Frisch eingeschenkt

+++ Frisch eingeschenkt +++

Hinweise auf steinzeitliches Bierbrauen in Mitteleuropa

Ein napfförmiger Speiserest aus der Seeufersiedlung Hornstaad-Hörnle IA, Deutschland (Foto: ÖAW-ÖAI/Niki Gail)

Ein internationales Forschungsteam rund um die Österreichische Akademie der Wissenschaften (ÖAW) hat eine Methode entwickelt, mit der sich malzbasierte Lebensmittel auch anhand verbrannter archäologischer Speisereste belegen lassen – und dabei die bislang ältesten Hinweise auf mögliche Bierproduktion im jungsteinzeitlichen Mitteleuropa gefunden.

Im Rahmen des vom Europäischen Forschungsrat (European Research Council, ERC) geförderten Projekts PlantCult hat ein internationales Forschungsteam unter der Leitung des Archäobotanikers Andreas G. Heiss vom ÖAW eine neue Methode entwickelt, um archäologische Belege von stark verarbeitetem Getreidemalz eindeutig zu identifizieren, und damit auch einen der wichtigsten Schritte der Bierbereitung nachzuweisen. Die Ergebnisse wurden in der Fachzeitschrift Plos One veröffentlicht.

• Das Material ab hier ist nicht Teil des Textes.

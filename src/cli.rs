//! CLI argument parsing module for reqfuse

use clap::Parser;
use std::path::PathBuf;

/// Requirements file fuser
#[derive(Parser, Debug, Clone)]
#[command(
    name = "reqfuse",
    version,
    about = "Fuse multiple requirements files into one, detecting dependency conflicts"
)]
pub struct CliArgs {
    /// Path(s) to requirements files, pipe '|' separated if many are provided
    #[arg(short, long)]
    pub input: String,

    /// Path to the output requirements file (default: stdout)
    #[arg(short, long)]
    pub output: Option<PathBuf>,

    /// Overwrite the output file if it already exists
    #[arg(short = 'w', long)]
    pub overwrite: bool,

    /// Output results in JSON format
    #[arg(long)]
    pub json: bool,

    /// Enable verbose output
    #[arg(long, conflicts_with = "quiet")]
    pub verbose: bool,

    /// Only report errors
    #[arg(short, long)]
    pub quiet: bool,
}

impl CliArgs {
    /// Input paths split on '|', trimmed, with empty segments dropped
    pub fn input_paths(&self) -> Vec<PathBuf> {
        split_inputs(&self.input)
    }

    /// Log filter directive for the verbosity flags
    pub fn log_level(&self) -> Option<&'static str> {
        if self.verbose {
            Some("debug")
        } else if self.quiet {
            Some("error")
        } else {
            None
        }
    }
}

/// Split a pipe-separated list of paths
pub fn split_inputs(input: &str) -> Vec<PathBuf> {
    input
        .split('|')
        .map(str::trim)
        .filter(|s| !s.is_empty())
        .map(PathBuf::from)
        .collect()
}
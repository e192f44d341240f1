//! Thread Bridge - Main Entry Point
//!
//! Long-running gateway session for the support bridge:
//! 1. Connects to the platform gateway and keeps the session alive
//! 2. Logs every inbound chat message
//! 3. Optionally answers messages in support threads with a canned reply
//!
//! Reconnects with exponential backoff whenever the connection drops.

use anyhow::{Context, Result};
use std::sync::Arc;
use std::time::Duration;
use tokio::signal;
use tracing::{error, info, warn};
use tracing_subscriber::{layer::SubscriberExt, util::SubscriberInitExt};

use thread_bridge::prelude::*;
use thread_bridge::AutoResponder;

#[tokio::main]
async fn main() -> Result<()> {
    // Initialize logging
    tracing_subscriber::registry()
        .with(tracing_subscriber::EnvFilter::new(
            std::env::var("RUST_LOG").unwrap_or_else(|_| "info,thread_bridge=debug".into()),
        ))
        .with(tracing_subscriber::fmt::layer())
        .init();

    info!("🚀 Thread bridge starting...");

    // Load configuration
    let config = BridgeConfig::from_env()?;
    info!("📋 Configuration loaded");

    let api: Arc<dyn ThreadApi> = Arc::new(
        PlatformClient::new(&config.api_base, &config.bot_token, config.http_timeout())
            .context("Failed to build platform client")?,
    );
    let bridge = Arc::new(ThreadBridge::new(api.clone(), config.bridge()));
    let gateway = GatewayClient::new(config.gateway());

    let _log_subscription = gateway.subscribe(|message: &ChatMessage| {
        info!(
            "💬 [{}] {}: {}",
            message.channel_id.as_deref().unwrap_or("-"),
            message.author_name.as_deref().unwrap_or(&message.author_id),
            message.content
        );
        Ok(())
    });

    // Auto-responder replies through the assistant identity when one is configured
    let _responder_subscription = match &config.assistant_bot_token {
        Some(token) => {
            let assistant: Arc<dyn ThreadApi> = Arc::new(
                PlatformClient::new(&config.api_base, token, config.http_timeout())
                    .context("Failed to build assistant client")?,
            );
            let responder = Arc::new(AutoResponder::new(
                bridge.clone(),
                assistant,
                config.auto_reply_text.clone(),
                Duration::from_millis(config.auto_reply_delay_ms),
            ));
            info!("🤖 Auto-responder enabled");
            Some(responder.subscribe(gateway.dispatcher()))
        }
        None => {
            info!("⏭️ Auto-responder disabled");
            None
        }
    };

    let supervisor = tokio::spawn(run_gateway(
        gateway.clone(),
        Duration::from_secs(config.reconnect_delay_secs),
        Duration::from_secs(config.reconnect_max_delay_secs),
        Duration::from_secs(config.handshake_timeout_secs),
    ));

    // Wait for shutdown signal
    match signal::ctrl_c().await {
        Ok(()) => info!("📢 Shutdown signal received"),
        Err(err) => error!("Unable to listen for shutdown signal: {}", err),
    }

    info!("🛑 Shutting down gateway...");
    supervisor.abort();
    gateway.disconnect();

    info!("✅ Thread bridge stopped");
    Ok(())
}

/// Keep a gateway session open, reconnecting with exponential backoff
async fn run_gateway(
    gateway: GatewayClient,
    base_delay: Duration,
    max_delay: Duration,
    ready_timeout: Duration,
) {
    let mut delay = base_delay;

    loop {
        match gateway.connect().await {
            Ok(()) => {
                if gateway.wait_ready(ready_timeout).await {
                    info!("✅ Gateway session ready");
                    delay = base_delay;
                } else {
                    warn!("Gateway session not ready within {:?}", ready_timeout);
                }
                gateway.closed().await;
            }
            Err(e) => error!("Gateway connection failed: {}", e),
        }

        warn!("🔄 Reconnecting in {:?}", delay);
        tokio::time::sleep(delay).await;
        delay = (delay * 2).min(max_delay);
    }
}
//! Gateway client
//!
//! Drives a `Session` over a `TransportHandle`:
//! - waits for Hello (bounded), then sends Identify
//! - heartbeats on the server-supplied interval with the latest sequence
//! - publishes accepted message events through the dispatcher
//!
//! Each attach starts a new epoch. Tasks spawned for an older epoch stop
//! touching shared state as soon as a newer connection exists.

use parking_lot::Mutex;
use std::sync::Arc;
use std::sync::atomic::{AtomicU64, Ordering};
use std::time::Duration;
use tokio::sync::watch;
use tokio::task::JoinHandle;
use tokio::time::{Instant, MissedTickBehavior};
use tracing::{debug, info, warn};

use crate::config::GatewayConfig;
use crate::dispatcher::{Dispatcher, Subscription};
use crate::error::{GatewayError, GatewayResult};
use crate::protocol::{GatewayFrame, InboundEvent};
use crate::session::{ConnectionState, Session, SessionPolicy, SessionStatus, Step};
use crate::transport::{TransportEvent, TransportEvents, TransportHandle, WsTransport};
use crate::types::ChatMessage;

struct ActiveConnection {
    epoch: u64,
    transport: TransportHandle,
    reader: JoinHandle<()>,
    heartbeat: JoinHandle<()>,
}

impl ActiveConnection {
    fn shutdown(self) {
        self.heartbeat.abort();
        self.reader.abort();
        self.transport.close();
    }
}

struct Shared {
    session: Mutex<Session>,
    epoch: AtomicU64,
    state_tx: watch::Sender<ConnectionState>,
    connection: Mutex<Option<ActiveConnection>>,
    dispatcher: Dispatcher<ChatMessage>,
}

impl Shared {
    fn is_current(&self, epoch: u64) -> bool {
        self.epoch.load(Ordering::SeqCst) == epoch
    }

    fn set_state(&self, state: ConnectionState) {
        self.state_tx.send_replace(state);
    }

    /// Publish `state` only while `epoch` is still the live connection
    ///
    /// Checked under the session lock; a newer attach bumps the epoch before
    /// it takes that lock to reset the session.
    fn set_state_for(&self, epoch: u64, state: ConnectionState) -> bool {
        let _session = self.session.lock();
        if !self.is_current(epoch) {
            return false;
        }
        self.set_state(state);
        true
    }

    /// Mark the session for `epoch` closed, unless a newer one replaced it
    fn close_session(&self, epoch: u64) {
        let mut session = self.session.lock();
        if self.is_current(epoch) {
            session.close();
            self.set_state(ConnectionState::Closed);
        }
    }

    /// Decode and apply one frame on behalf of `epoch`
    ///
    /// Malformed input is logged and dropped. Frames from a superseded
    /// connection are refused.
    fn apply(&self, epoch: u64, text: &str) -> GatewayResult<Option<Step>> {
        let event = match InboundEvent::decode(text) {
            Ok(event) => event,
            Err(e) => {
                warn!("Dropping gateway frame: {}", e);
                return Ok(None);
            }
        };
        let mut session = self.session.lock();
        if !self.is_current(epoch) {
            return Err(superseded());
        }
        match session.process(event) {
            Ok(step) => Ok(Some(step)),
            Err(e) => {
                warn!("Dropping gateway event: {}", e);
                Ok(None)
            }
        }
    }

    async fn handle_step(&self, epoch: u64, transport: &TransportHandle, step: Step) {
        match step {
            Step::Deliver(message) => {
                debug!(message_id = %message.id, author = %message.author_id, "Publishing message");
                self.dispatcher.publish(&message);
            }
            Step::Ready => {
                self.set_state_for(epoch, ConnectionState::Ready);
            }
            Step::HeartbeatNow => {
                let sequence = self.session.lock().sequence();
                if let Err(e) = transport.send(&GatewayFrame::heartbeat(sequence)).await {
                    debug!("Requested heartbeat not sent: {}", e);
                }
            }
            Step::Handshake { .. } | Step::Continue => {}
        }
    }

    /// Transport for `epoch` ended on its own
    fn connection_closed(&self, epoch: u64, reason: &str) {
        if !self.is_current(epoch) {
            debug!(epoch, "Ignoring close of stale connection");
            return;
        }

        let connection = {
            let mut slot = self.connection.lock();
            match slot.as_ref() {
                Some(active) if active.epoch == epoch => slot.take(),
                _ => None,
            }
        };
        if let Some(active) = connection {
            // Called from the reader itself, so only the heartbeat is aborted
            active.heartbeat.abort();
            active.transport.close();
        }

        self.close_session(epoch);
        warn!("❌ Gateway connection closed: {}", reason);
    }

    /// Drop whatever connection is active and invalidate its tasks
    ///
    /// Returns the new epoch.
    fn teardown(&self) -> u64 {
        let epoch = self.epoch.fetch_add(1, Ordering::SeqCst) + 1;
        if let Some(active) = self.connection.lock().take() {
            active.shutdown();
        }
        epoch
    }
}

fn superseded() -> GatewayError {
    GatewayError::Closed("superseded by a newer connection".to_string())
}

/// Real-time gateway client
#[derive(Clone)]
pub struct GatewayClient {
    config: GatewayConfig,
    shared: Arc<Shared>,
}

impl GatewayClient {
    pub fn new(config: GatewayConfig) -> Self {
        let (state_tx, _) = watch::channel(ConnectionState::Idle);
        let shared = Shared {
            session: Mutex::new(Session::new(SessionPolicy::from(&config))),
            epoch: AtomicU64::new(0),
            state_tx,
            connection: Mutex::new(None),
            dispatcher: Dispatcher::new(),
        };
        Self {
            config,
            shared: Arc::new(shared),
        }
    }

    /// Open a WebSocket to the configured gateway and complete the handshake
    pub async fn connect(&self) -> GatewayResult<()> {
        info!("🔌 Connecting to gateway {}", self.config.url);
        match WsTransport::open(&self.config.url).await {
            Ok((transport, events)) => self.attach(transport, events).await,
            Err(e) => {
                self.shared.set_state(ConnectionState::Closed);
                Err(e)
            }
        }
    }

    /// Run the protocol over an already-open transport
    ///
    /// Returns once Identify has been sent. Ready arrives asynchronously;
    /// use `wait_ready` or `state` to observe it.
    pub async fn attach(
        &self,
        transport: TransportHandle,
        mut events: TransportEvents,
    ) -> GatewayResult<()> {
        let shared = &self.shared;
        let epoch = shared.teardown();

        let fresh = {
            let mut session = shared.session.lock();
            let fresh = shared.is_current(epoch);
            if fresh {
                *session = Session::new(SessionPolicy::from(&self.config));
                session.opened();
                shared.set_state(ConnectionState::AwaitingHello);
            }
            fresh
        };
        if !fresh {
            transport.close();
            return Err(superseded());
        }

        let heartbeat_interval = match self.await_hello(epoch, &transport, &mut events).await {
            Ok(interval) => interval,
            Err(e) => {
                transport.close();
                shared.close_session(epoch);
                return Err(e);
            }
        };
        info!(
            "👋 Hello received, heartbeat every {}ms",
            heartbeat_interval.as_millis()
        );

        let identify =
            GatewayFrame::identify(&self.config.token, self.config.intents, &self.config.properties);
        if let Err(e) = transport.send(&identify).await {
            transport.close();
            shared.close_session(epoch);
            return Err(e);
        }
        if !shared.set_state_for(epoch, ConnectionState::AwaitingReady) {
            debug!(epoch, "Connection superseded after identify");
            transport.close();
            return Err(superseded());
        }
        debug!("Identify sent");

        // A newer attach bumps the epoch before it takes the slot, so this
        // connection is either refused here or shut down by that attach
        let mut slot = shared.connection.lock();
        if !shared.is_current(epoch) {
            drop(slot);
            transport.close();
            return Err(superseded());
        }
        let heartbeat = tokio::spawn(heartbeat_loop(
            shared.clone(),
            transport.clone(),
            epoch,
            heartbeat_interval,
        ));
        let reader = tokio::spawn(read_loop(shared.clone(), transport.clone(), events, epoch));
        *slot = Some(ActiveConnection {
            epoch,
            transport,
            reader,
            heartbeat,
        });

        Ok(())
    }

    async fn await_hello(
        &self,
        epoch: u64,
        transport: &TransportHandle,
        events: &mut TransportEvents,
    ) -> GatewayResult<Duration> {
        let limit = self.config.handshake_timeout;
        let deadline = Instant::now() + limit;

        loop {
            let event = match tokio::time::timeout_at(deadline, events.recv()).await {
                Ok(event) => event,
                Err(_) => {
                    warn!("No hello within {:?}", limit);
                    return Err(GatewayError::HandshakeTimeout(limit));
                }
            };

            match event {
                Some(TransportEvent::Frame(text)) => match self.shared.apply(epoch, &text)? {
                    Some(Step::Handshake { heartbeat_interval }) => return Ok(heartbeat_interval),
                    Some(step) => self.shared.handle_step(epoch, transport, step).await,
                    None => {}
                },
                Some(TransportEvent::Closed { reason }) => {
                    return Err(GatewayError::Closed(reason));
                }
                None => return Err(GatewayError::Closed("transport dropped".to_string())),
            }
        }
    }

    /// Register a message callback
    pub fn subscribe<F>(&self, callback: F) -> Subscription
    where
        F: Fn(&ChatMessage) -> anyhow::Result<()> + Send + Sync + 'static,
    {
        self.shared.dispatcher.subscribe(callback)
    }

    pub fn dispatcher(&self) -> &Dispatcher<ChatMessage> {
        &self.shared.dispatcher
    }

    /// Watch connection state changes
    pub fn state(&self) -> watch::Receiver<ConnectionState> {
        self.shared.state_tx.subscribe()
    }

    pub fn status(&self) -> SessionStatus {
        let epoch = self.shared.epoch.load(Ordering::SeqCst);
        self.shared.session.lock().status(epoch)
    }

    pub fn is_ready(&self) -> bool {
        *self.shared.state_tx.borrow() == ConnectionState::Ready
    }

    /// Wait up to `limit` for the session to become ready
    pub async fn wait_ready(&self, limit: Duration) -> bool {
        let mut state = self.state();
        matches!(
            tokio::time::timeout(limit, state.wait_for(|s| *s == ConnectionState::Ready)).await,
            Ok(Ok(_))
        )
    }

    /// Resolves once the current connection has closed
    pub async fn closed(&self) {
        let mut state = self.state();
        let _ = state.wait_for(|s| *s == ConnectionState::Closed).await;
    }

    /// Close the connection and stop all tasks. Safe to call repeatedly.
    pub fn disconnect(&self) {
        self.shared.teardown();
        self.shared.session.lock().close();
        self.shared.set_state(ConnectionState::Closed);
        info!("Gateway client disconnected");
    }
}

async fn heartbeat_loop(
    shared: Arc<Shared>,
    transport: TransportHandle,
    epoch: u64,
    period: Duration,
) {
    let mut ticker = tokio::time::interval_at(Instant::now() + period, period);
    ticker.set_missed_tick_behavior(MissedTickBehavior::Delay);

    loop {
        ticker.tick().await;
        if !shared.is_current(epoch) {
            break;
        }
        let sequence = shared.session.lock().sequence();
        match transport.send(&GatewayFrame::heartbeat(sequence)).await {
            Ok(()) => debug!(?sequence, "Heartbeat sent"),
            Err(e) => {
                debug!("Heartbeat stopped: {}", e);
                break;
            }
        }
    }
}

async fn read_loop(
    shared: Arc<Shared>,
    transport: TransportHandle,
    mut events: TransportEvents,
    epoch: u64,
) {
    let reason = loop {
        match events.recv().await {
            Some(TransportEvent::Frame(text)) => match shared.apply(epoch, &text) {
                Ok(Some(step)) => shared.handle_step(epoch, &transport, step).await,
                Ok(None) => {}
                Err(_) => return,
            },
            Some(TransportEvent::Closed { reason }) => break reason,
            None => break "transport dropped".to_string(),
        }
    };

    shared.connection_closed(epoch, &reason);
}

Ein entscheidender Schritt beim Bierbrauen ist das Mälzen. Mikroskopische Strukturveränderungen dieses Vorgangs sind unter anderem die immer dünner werdenden Zellwände des Mehlkörpers und der sogenannten Aleuronschicht. Die vorliegende Studie konnte das Merkmal dünner Aleuron-Zellwände nun erstmals zum Nachweis von Malz in verkohlten archäologischen Resten nutzen, also selbst dann, wenn die Körner bis zur Unkenntlichkeit zermahlen wurden und anschließend verbrannten.

Für ihre Studie verwendete das Team um Heiss unterschiedlich lang gekeimtes Gerstenmalz und simulierten dessen archäologische Konservierung durch Verkohlung: Es zeigte sich, dass die mikroskopisch kleinen Spuren des Mälzens auch dann noch klar zu erkennen waren. Dies ist deshalb von Bedeutung, weil der Großteil archäologischer Pflanzenfunde nur in diesem verkohlten Zustand erhalten sind.

In einem weiteren Schritt verglichen die Forscher das Ergebnis ihres Experiments mit Funden verkohlter Getreideerzeugnisse aus archäologischen Stätten: In den bekannten altägyptischen Brauereien von Hierakonpolis und Tell el-Farcha aus dem 4. Jahrtausend v. Chr. waren schwarz verbrannte Krusten in tönernen Braukesseln gefunden worden. Diese zeigten unter dem Rasterelektronenmikroskop dieselben Strukturen wie das experimentell verkohlte Malz.

Auch an verkohltem Material aus jungsteinzeitlichen Seeufersiedlungen in Mitteleuropa, die ebenfalls ins 4. vorchristliche Jahrtausend datieren, entdeckten die Wissenschafter die dünnen Aleuron-Zellwände: amorphe Speisekrusten aus der Grabung Parkhaus Opéra am Schweizer Zürichsee erwiesen sich als malzhaltig, ebenso zwei bislang als „brotartige Objekte“ angesprochene Funde aus Sipplingen-Osthafen und Hornstaad-Hörnle, beides am Bodensee gelegene Siedlungen in Deutschland.

Der Fund aus Hornstaad-Hörnle zeigte zudem: Stark zerkleinertes Gerstenmalz war hier zu einer Flüssigkeit aufgegossen worden, die in der Hitze eines abbrennenden Gebäudes schließlich eindickte und verkohlte. Ob hier ein alkoholfreier Malztrunk hätte zubereitet werden sollen, oder ob das Ziel doch das Vergären zu einem steinzeitlichen „Bodenseebräu“ gewesen war, lässt sich heute nicht mehr eindeutig ermitteln.

„Über ein Jahr lang haben wir unser neues Bestimmungsmerkmal immer wieder überprüft, bis wir – und auch die Gutachter/innen – mit dem Resultat zufrieden waren. Dass wir damit en passant auch die bislang ältesten Belege für malzbasierte Lebensmittel, und damit möglicherweise auch für Bier, im jungsteinzeitlichen Mitteleuropa geliefert hatten, fiel uns erst später auf“, erzählt der Archäobotaniker. Demnach stellen die Funde aus den neolithischen Seeufersiedlungen (etwa 3900 bis 3100 v. Chr.) derzeit die ältesten Malzspuren in Mitteleuropa dar, während das Hornstaader Objekt möglicherweise sogar auf eine frühe Bierproduktion in Mitteleuropa hinweist.